Dairyland County Mut. Ins. Co. of Texas v. Childress

Annotate this Case

650 S.W.2d 770 (1983)


No. C-1554.

Supreme Court of Texas.

May 25, 1983.

*771 Vial, Hamilton, Koch, Tubb, Knox & Stradley, Jeffrey S. Lynch and Gerald R. Powell, Dallas, for petitioner.

*772 Thompson, Coe, Cousins & Irons, Craig Eggleston, Dallas, for respondents.

WALLACE, Justice.

This is a dispute as to liability insurance coverage provided by a family automobile insurance policy containing a non-owner's endorsement. Harry Childress and the passengers in his automobile at the time of the collision along with the owner of a private residence damaged as a result of the collision (Childress) sued Frederick Booth (Booth), the insured, for damages arising out of the collision. While this suit was pending, Dairyland County Mutual Insurance Company of Texas (Dairyland), the insuror, sued Booth seeking a declaratory judgment that the non-owner's policy did not cover an automobile furnished to the insured for his regular use. An agreed judgment was rendered declaring that no coverage was provided. Childress were not made a party to the declaratory judgment action. After securing a judgment against Booth, Childress sued Dairyland for the amount of the judgment, for attorney's fees and for recovery under the Deceptive Trade Practices Act.[1] Dairyland filed a cross action for attorney's fees alleging the DTPA suit was not filed in good faith. The trial court rendered judgment that both parties take nothing. The court of appeals affirmed the take nothing judgment against Dairyland but reversed and rendered judgment for Childress for the policy limits of $11,000 personal injury and $5,000 property damage, for attorney's fees in the amount of $6,400 and for interest on the judgment against Booth. 636 S.W.2d 282. We affirm the judgment of the court of appeals.
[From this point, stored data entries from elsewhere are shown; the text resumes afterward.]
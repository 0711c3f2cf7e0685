use std::path::PathBuf;

pub const DEFAULT_SOURCE_URL: &str =
    "https://es.wikipedia.org/wiki/Anexo:Compa%C3%B1%C3%ADas_del_S%26P_500";

/// Runtime configuration shared by the extraction flow and the loader
#[derive(Debug, Clone)]
pub struct Config {
    pub source_url: String,
    pub table_selector: String,
    /// Source headers for ticker, company, sector and subsector, in that order
    pub company_columns: [String; 4],
    pub window_days: i64,
    pub output_dir: PathBuf,
    pub companies_file: String,
    pub prices_file: String,
    pub profiles_file: String,
    pub log_file: Option<PathBuf>,
    pub database_url: String,
    pub profiles_key: String,
    pub profiles_year_column: String,
    pub companies_key: String,
    /// Draw a progress bar over the ticker downloads
    pub show_progress: bool,
    pub debug_mode: bool,
    pub debug_ticker_limit: usize,
}

impl Config {
    pub fn new() -> Self {
        Self {
            source_url: DEFAULT_SOURCE_URL.to_string(),
            table_selector: "table.wikitable.sortable".to_string(),
            company_columns: [
                "Símbolo".to_string(),
                "Seguridad".to_string(),
                "Sector GICS".to_string(),
                "Sub-industria GICS".to_string(),
            ],
            window_days: 90,
            output_dir: PathBuf::from("."),
            companies_file: "sp500_companies.csv".to_string(),
            prices_file: "sp500_stock_prices.csv".to_string(),
            profiles_file: "sp500_CompanyProfiles.csv".to_string(),
            log_file: Some(PathBuf::from("etl_process.log")),
            database_url: "sqlite://sp500.db".to_string(),
            profiles_key: "Symbol".to_string(),
            profiles_year_column: "FechaFundada".to_string(),
            companies_key: "Date".to_string(),
            show_progress: true,
            debug_mode: false,
            debug_ticker_limit: 2,
        }
    }

    pub fn with_source_url(mut self, url: &str) -> Self {
        self.source_url = url.to_string();
        self
    }

    pub fn with_window_days(mut self, days: i64) -> Self {
        self.window_days = days;
        self
    }

    pub fn with_output_dir(mut self, dir: &str) -> Self {
        self.output_dir = PathBuf::from(dir);
        self
    }

    pub fn with_log_file(mut self, path: Option<&str>) -> Self {
        self.log_file = path.map(PathBuf::from);
        self
    }

    pub fn with_database_url(mut self, url: &str) -> Self {
        self.database_url = url.to_string();
        self
    }

    pub fn with_companies_key(mut self, key: &str) -> Self {
        self.companies_key = key.to_string();
        self
    }

    pub fn with_show_progress(mut self, show_progress: bool) -> Self {
        self.show_progress = show_progress;
        self
    }

    pub fn with_debug_mode(mut self, debug_mode: bool) -> Self {
        self.debug_mode = debug_mode;
        self
    }

    pub fn with_debug_ticker_limit(mut self, limit: usize) -> Self {
        self.debug_ticker_limit = limit;
        self
    }

    pub fn companies_path(&self) -> PathBuf {
        self.output_dir.join(&self.companies_file)
    }

    pub fn prices_path(&self) -> PathBuf {
        self.output_dir.join(&self.prices_file)
    }

    pub fn profiles_path(&self) -> PathBuf {
        self.output_dir.join(&self.profiles_file)
    }
}

impl Default for Config {
    fn default() -> Self {
        Self::new()
    }
}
The issues presented are: (1) whether a non-owner's policy provides coverage for an automobile not owned by the named insured but furnished for his regular use; (2) whether the Childress plaintiffs were bound by a declaratory judgment action between the insuror and the insured, to which the plaintiffs were not made parties; (3) what evidence is necessary to sustain attorney's fees for a defendant alleging a bad faith suit under the DTPA; and (4) whether a judgment creditor of an insured covered by an automobile liability insurance policy is entitled to attorney's fees under Art. 2226[2] in a suit against the insured based on the judgment.
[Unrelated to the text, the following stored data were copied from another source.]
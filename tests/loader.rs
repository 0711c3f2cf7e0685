use sp500_etl::config::Config;
use sp500_etl::errors::EtlError;
use sp500_etl::services::loader::{LoadTarget, Loader};
use sqlx::SqlitePool;
use std::path::Path;
use tempfile::{tempdir, TempDir};

const PROFILES_CSV: &str = "\
Symbol,Name,FechaFundada
MMM,3M,1902-01-01
,Ghost,1950
AOS,A. O. Smith,
OLD,Old Co,c. 1850
";

const COMPANIES_CSV: &str = "\
Date,Ticker,Close
2024-05-01,AAA,10.5
,AAA,11
2024-05-02,BBB,
NaN,CCC,3
";

fn workspace(profiles: &str, companies: &str) -> (TempDir, Config) {
    let dir = tempdir().unwrap();
    std::fs::write(dir.path().join("sp500_CompanyProfiles.csv"), profiles).unwrap();
    std::fs::write(dir.path().join("sp500_companies.csv"), companies).unwrap();
    let config = Config::new().with_output_dir(dir.path().to_str().unwrap());
    (dir, config)
}

async fn connect(dir: &Path) -> Loader {
    let url = format!("sqlite://{}", dir.join("sp500.db").display());
    Loader::connect(&url).await.unwrap()
}

async fn count(pool: &SqlitePool, table: &str) -> i64 {
    sqlx::query_scalar(&format!("SELECT COUNT(*) FROM \"{}\"", table))
        .fetch_one(pool)
        .await
        .unwrap()
}

async fn table_exists(pool: &SqlitePool, table: &str) -> bool {
    let n: i64 = sqlx::query_scalar("SELECT COUNT(*) FROM sqlite_master WHERE type = 'table' AND name = ?")
        .bind(table)
        .fetch_one(pool)
        .await
        .unwrap();
    n > 0
}

#[tokio::test]
async fn rows_without_key_are_not_appended() {
    let (dir, config) = workspace(PROFILES_CSV, COMPANIES_CSV);
    let loader = connect(dir.path()).await;

    let summary = loader.load(&LoadTarget::from_config(&config)).await.unwrap();

    // profiles: 4 rows, 1 without Symbol; companies: 4 rows, 2 without Date
    assert_eq!(summary.tables.len(), 2);
    assert_eq!(summary.tables[0].table, "CompanyProfiles");
    assert_eq!(summary.tables[0].rows_read, 4);
    assert_eq!(summary.tables[0].rows_dropped, 1);
    assert_eq!(summary.tables[0].rows_appended, 3);
    assert_eq!(summary.tables[1].rows_appended, 2);

    assert_eq!(count(loader.pool(), "CompanyProfiles").await, 3);
    assert_eq!(count(loader.pool(), "Companies").await, 2);

    loader.close().await;
}

#[tokio::test]
async fn founding_dates_keep_year_prefix() {
    let (dir, config) = workspace(PROFILES_CSV, COMPANIES_CSV);
    let loader = connect(dir.path()).await;

    loader.load(&LoadTarget::from_config(&config)).await.unwrap();

    let years: Vec<Option<String>> =
        sqlx::query_scalar("SELECT FechaFundada FROM CompanyProfiles ORDER BY rowid")
            .fetch_all(loader.pool())
            .await
            .unwrap();
    assert_eq!(years, vec![Some("1902".to_string()), None, Some("c. 1".to_string())]);

    let closes: Vec<Option<String>> = sqlx::query_scalar("SELECT Close FROM Companies ORDER BY rowid")
        .fetch_all(loader.pool())
        .await
        .unwrap();
    assert_eq!(closes, vec![Some("10.5".to_string()), None]);

    loader.close().await;
}

#[tokio::test]
async fn loading_twice_appends_twice() {
    let (dir, config) = workspace(PROFILES_CSV, COMPANIES_CSV);
    let loader = connect(dir.path()).await;
    let targets = LoadTarget::from_config(&config);

    loader.load(&targets).await.unwrap();
    loader.load(&targets).await.unwrap();

    assert_eq!(count(loader.pool(), "CompanyProfiles").await, 6);
    assert_eq!(count(loader.pool(), "Companies").await, 4);

    loader.close().await;
}

#[tokio::test]
async fn failed_append_rolls_back_both_tables() {
    let (dir, config) = workspace(PROFILES_CSV, COMPANIES_CSV);
    let loader = connect(dir.path()).await;

    sqlx::query("CREATE TABLE Companies (Foo TEXT)")
        .execute(loader.pool())
        .await
        .unwrap();

    let err = loader.load(&LoadTarget::from_config(&config)).await.unwrap_err();

    assert!(matches!(err, EtlError::LoadError(_)));
    assert!(!table_exists(loader.pool(), "CompanyProfiles").await);
    assert_eq!(count(loader.pool(), "Companies").await, 0);

    loader.close().await;
}

#[tokio::test]
async fn missing_key_column_fails_before_touching_the_database() {
    // the companies file written by the extraction flow has no Date column
    let (dir, config) = workspace(PROFILES_CSV, "Ticker,Company,Sector,Subsector\nAAA,X Corp,Tech,Software\n");
    let loader = connect(dir.path()).await;

    let err = loader.load(&LoadTarget::from_config(&config)).await.unwrap_err();
    assert!(matches!(err, EtlError::SchemaError(msg) if msg.contains("Date")));
    assert!(!table_exists(loader.pool(), "CompanyProfiles").await);

    let summary = loader
        .load(&LoadTarget::from_config(&config.with_companies_key("Ticker")))
        .await
        .unwrap();
    assert_eq!(summary.tables[1].rows_appended, 1);

    loader.close().await;
}

#[tokio::test]
async fn numeric_founding_dates_are_kept_whole() {
    let profiles = "Symbol,FechaFundada\nMMM,19020101\nAOS,\n";
    let (dir, config) = workspace(profiles, COMPANIES_CSV);
    let loader = connect(dir.path()).await;

    loader.load(&LoadTarget::from_config(&config)).await.unwrap();

    let years: Vec<Option<String>> =
        sqlx::query_scalar("SELECT FechaFundada FROM CompanyProfiles ORDER BY rowid")
            .fetch_all(loader.pool())
            .await
            .unwrap();
    assert_eq!(years, vec![Some("19020101".to_string()), None]);

    loader.close().await;
}

#[tokio::test]
async fn repeated_csv_headers_become_separate_columns() {
    let profiles = "Symbol,Name,Name,FechaFundada\nMMM,3M,Minnesota Mining,1902\n";
    let (dir, config) = workspace(profiles, COMPANIES_CSV);
    let loader = connect(dir.path()).await;

    let summary = loader.load(&LoadTarget::from_config(&config)).await.unwrap();
    assert_eq!(summary.tables[0].rows_appended, 1);

    let (first, second): (String, String) =
        sqlx::query_as("SELECT \"Name\", \"Name.1\" FROM CompanyProfiles")
            .fetch_one(loader.pool())
            .await
            .unwrap();
    assert_eq!(first, "3M");
    assert_eq!(second, "Minnesota Mining");

    loader.close().await;
}

#[tokio::test]
async fn missing_csv_file_fails_the_load() {
    let dir = tempdir().unwrap();
    let config = Config::new().with_output_dir(dir.path().to_str().unwrap());
    let loader = connect(dir.path()).await;

    let err = loader.load(&LoadTarget::from_config(&config)).await.unwrap_err();
    assert!(matches!(err, EtlError::CsvError(_)));

    loader.close().await;
}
Booth was the named insured under two separate automobile liability insurance policies issued by Dairyland. Policy No. XX-XXXXXXX was an owner's policy written on a 1971 Dodge automobile. Policy No. XX-XXXXXXX was a non-owner's policy. These policies consist of the following:

(1) each contains the same basic policy outlining the type of coverage provided and the rights and duties of the insured and the insuror; (2) each contains a policy declaration sheet setting out the vehicle covered by the basic policy. The owners policy enumerated a 1971 Dodge as insured and the non-owners policy listed "non-owners" in the place for description of the insured vehicle; and (3) the non-owners policy also contains a non-owners endorsement explaining what vehicles are covered under the policy.
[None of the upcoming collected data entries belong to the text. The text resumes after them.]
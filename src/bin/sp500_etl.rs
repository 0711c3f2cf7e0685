use sp500_etl::config::Config;
use sp500_etl::data_provider::PriceDataProvider;
use sp500_etl::logging;
use sp500_etl::models::company::ConstituentRecord;
use sp500_etl::scrapers::wikipedia::WikipediaScraper;
use sp500_etl::scrapers::yahoo::YahooPriceSource;
use sp500_etl::services::etl_service::EtlService;
use sp500_etl::services::loader::{LoadTarget, Loader};

use anyhow::Context;
use chrono::NaiveDate;
use clap::{Arg, Command};
use log::{error, info};
use std::sync::Arc;

#[tokio::main]
async fn main() -> anyhow::Result<()> {
    let today = chrono::Local::now().format("%Y-%m-%d").to_string();

    // 创建基本的命令行应用
    let app = Command::new("sp500_etl")
        .version(env!("CARGO_PKG_VERSION"))
        .about("S&P 500 constituents and prices: scrape, normalize, write CSV, load into SQL")
        .arg(
            Arg::new("log-file")
                .long("log-file")
                .value_name("PATH")
                .help("Append log lines to this file ('-' logs to stderr)")
                .takes_value(true)
                .default_value("etl_process.log"),
        )
        .arg(
            Arg::new("output-dir")
                .short('o')
                .long("output-dir")
                .value_name("DIR")
                .help("Directory holding the CSV files")
                .takes_value(true)
                .default_value("."),
        );

    // 在开发模式下添加调试参数
    #[cfg(debug_assertions)]
    let app = app
        .arg(
            Arg::new("debug")
                .long("debug")
                .help("Enable debug mode")
                .takes_value(false),
        )
        .arg(
            Arg::new("debug-limit")
                .long("debug-limit")
                .help("Limit the number of tickers to download in debug mode")
                .takes_value(true)
                .default_value("2"),
        );

    let app = app
        .subcommand(
            Command::new("extract")
                .about("Scrape constituents, download prices and write both CSV files")
                .arg(
                    Arg::new("url")
                        .short('u')
                        .long("url")
                        .value_name("URL")
                        .help("Page holding the constituent table")
                        .takes_value(true),
                )
                .arg(
                    Arg::new("date")
                        .short('d')
                        .long("date")
                        .value_name("DATE")
                        .help("End of the price window, exclusive (YYYY-MM-DD)")
                        .takes_value(true)
                        .default_value(&today),
                )
                .arg(
                    Arg::new("window-days")
                        .long("window-days")
                        .value_name("DAYS")
                        .help("Length of the trailing price window")
                        .takes_value(true)
                        .default_value("90"),
                ),
        )
        .subcommand(
            Command::new("load")
                .about("Append the companies and company profile CSV files into the database")
                .arg(
                    Arg::new("database-url")
                        .long("database-url")
                        .value_name("URL")
                        .help("SQLite connection URL")
                        .takes_value(true)
                        .default_value("sqlite://sp500.db"),
                )
                .arg(
                    Arg::new("companies-key")
                        .long("companies-key")
                        .value_name("COLUMN")
                        .help("Rows of the companies file missing this column are dropped")
                        .takes_value(true)
                        .default_value("Date"),
                ),
        )
        .subcommand(
            Command::new("explore")
                .about("Show extracted constituents and prices")
                .arg(
                    Arg::new("ticker")
                        .short('t')
                        .long("ticker")
                        .value_name("TICKER")
                        .help("Ticker filter (substring)")
                        .takes_value(true),
                )
                .arg(
                    Arg::new("sector")
                        .short('s')
                        .long("sector")
                        .value_name("SECTOR")
                        .help("Sector filter (exact, case-insensitive)")
                        .takes_value(true),
                )
                .arg(
                    Arg::new("limit")
                        .short('l')
                        .long("limit")
                        .value_name("LIMIT")
                        .help("Limit the number of records to display")
                        .takes_value(true)
                        .default_value("10"),
                ),
        );

    let matches = app.get_matches();

    #[cfg(debug_assertions)]
    let debug_mode = matches.is_present("debug");
    #[cfg(not(debug_assertions))]
    let debug_mode = false;

    #[cfg(debug_assertions)]
    let debug_ticker_limit = matches.value_of("debug-limit")
        .unwrap_or("2")
        .parse::<usize>()
        .unwrap_or(2);
    #[cfg(not(debug_assertions))]
    let debug_ticker_limit = usize::MAX;

    let config = Config::new()
        .with_output_dir(matches.value_of("output-dir").unwrap_or("."))
        .with_log_file(matches.value_of("log-file").filter(|p| *p != "-"))
        .with_show_progress(matches.value_of("log-file") != Some("-"))
        .with_debug_mode(debug_mode)
        .with_debug_ticker_limit(debug_ticker_limit);

    logging::init(config.log_file.as_deref())?;

    match matches.subcommand() {
        Some(("extract", m)) => {
            let date_str = m.value_of("date").unwrap_or(today.as_str());
            let date = NaiveDate::parse_from_str(date_str, "%Y-%m-%d")
                .with_context(|| format!("invalid --date '{}'", date_str))?;
            let window_days = m.value_of("window-days")
                .unwrap_or("90")
                .parse::<i64>()
                .context("invalid --window-days")?;

            let mut config = config.with_window_days(window_days);
            if let Some(url) = m.value_of("url") {
                config = config.with_source_url(url);
            }
            if config.debug_mode {
                info!("Debug mode enabled, limit {} tickers", config.debug_ticker_limit);
            }

            let constituents = Arc::new(WikipediaScraper::new(&config.table_selector)?);
            let prices = Arc::new(YahooPriceSource::new()?);
            let service = EtlService::new(config, constituents, prices);

            let summary = service.run(&date).await?;

            println!("Companies written: {} ({})", summary.companies, summary.companies_path.display());
            match &summary.prices_path {
                Some(path) => println!("Price rows written: {} ({})", summary.price_rows, path.display()),
                None => println!("No price data written"),
            }
            println!(
                "Tickers: {} processed, {} skipped, {} failed",
                summary.processed.len(),
                summary.skipped.len(),
                summary.failed.len()
            );
        }
        Some(("load", m)) => {
            let config = config
                .with_database_url(m.value_of("database-url").unwrap_or("sqlite://sp500.db"))
                .with_companies_key(m.value_of("companies-key").unwrap_or("Date"));

            let loader = Loader::connect(&config.database_url).await?;
            let targets = LoadTarget::from_config(&config);
            let result = loader.load(&targets).await;
            loader.close().await;

            let summary = match result {
                Ok(summary) => summary,
                Err(e) => {
                    error!("Load failed: {}", e);
                    return Err(e.into());
                }
            };

            for table in &summary.tables {
                println!(
                    "{}: {} rows appended ({} read, {} dropped)",
                    table.table, table.rows_appended, table.rows_read, table.rows_dropped
                );
            }
        }
        Some(("explore", m)) => {
            let ticker_filter = m.value_of("ticker");
            let sector_filter = m.value_of("sector");
            let limit = m.value_of("limit")
                .unwrap_or("10")
                .parse::<usize>()
                .unwrap_or(10);

            let provider = PriceDataProvider::load_from_files(&config.companies_path(), &config.prices_path())?;
            println!(
                "Found {} companies and {} price rows",
                provider.get_all_companies().len(),
                provider.get_all_prices().len()
            );
            if let Some(date) = provider.get_latest_trading_date() {
                println!("Latest trading date: {}", date);
            }

            // 过滤数据
            let filtered: Vec<&ConstituentRecord> = provider.get_all_companies().iter()
                .filter(|c| {
                    if let Some(ticker) = ticker_filter {
                        if !c.ticker.contains(ticker) {
                            return false;
                        }
                    }

                    if let Some(sector) = sector_filter {
                        if c.sector.to_lowercase() != sector.to_lowercase() {
                            return false;
                        }
                    }

                    true
                })
                .collect();

            println!("Filtered to {} companies", filtered.len());

            for company in filtered.iter().take(limit) {
                println!("{} ({}) - {} / {}", company.company, company.ticker, company.sector, company.subsector);
                println!("{:-<40}", "");

                let prices = provider.get_prices_by_ticker(&company.ticker);
                for point in prices.iter().take(limit) {
                    match point.close {
                        Some(close) => println!("{:<12} {:>10.2}", point.date, close),
                        None => println!("{:<12} {:>10}", point.date, "-"),
                    }
                }

                if prices.len() > limit {
                    println!("... and {} more records", prices.len() - limit);
                } else if prices.is_empty() {
                    println!("No price data available for this ticker");
                }
            }
        }
        _ => {
            println!("No command specified. Use --help for usage information.");
        }
    }

    Ok(())
}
There is no contention before us that the owner's policy provided coverage for the accident in this case.

At the time of the collision Booth was driving a Chevrolet automobile owned by Para Gowens. The jury found in responses to a special issue that the Chevrolet was furnished to Booth for his regular use. Dairyland contends that the finding precludes coverage. The basis for that contention is a definition of "non-owned automobile" contained in the basic policy.

*773 "Non-owned automobile" means an automobile... not owned by or furnished for the regular use of either the named insured or any relative, other than a temporary substitute automobile.

However, the non-owner's endorsement attached to the policy in question states that it becomes a part of the policy to which it is attached, that the insurance afforded by the policy for bodily injury liability and property damage liability applies with respect to the use of any automobile by or in behalf of the named insured subject to the following provisions:

2. The insurance does not apply (a) to any automobile owned by the named insured.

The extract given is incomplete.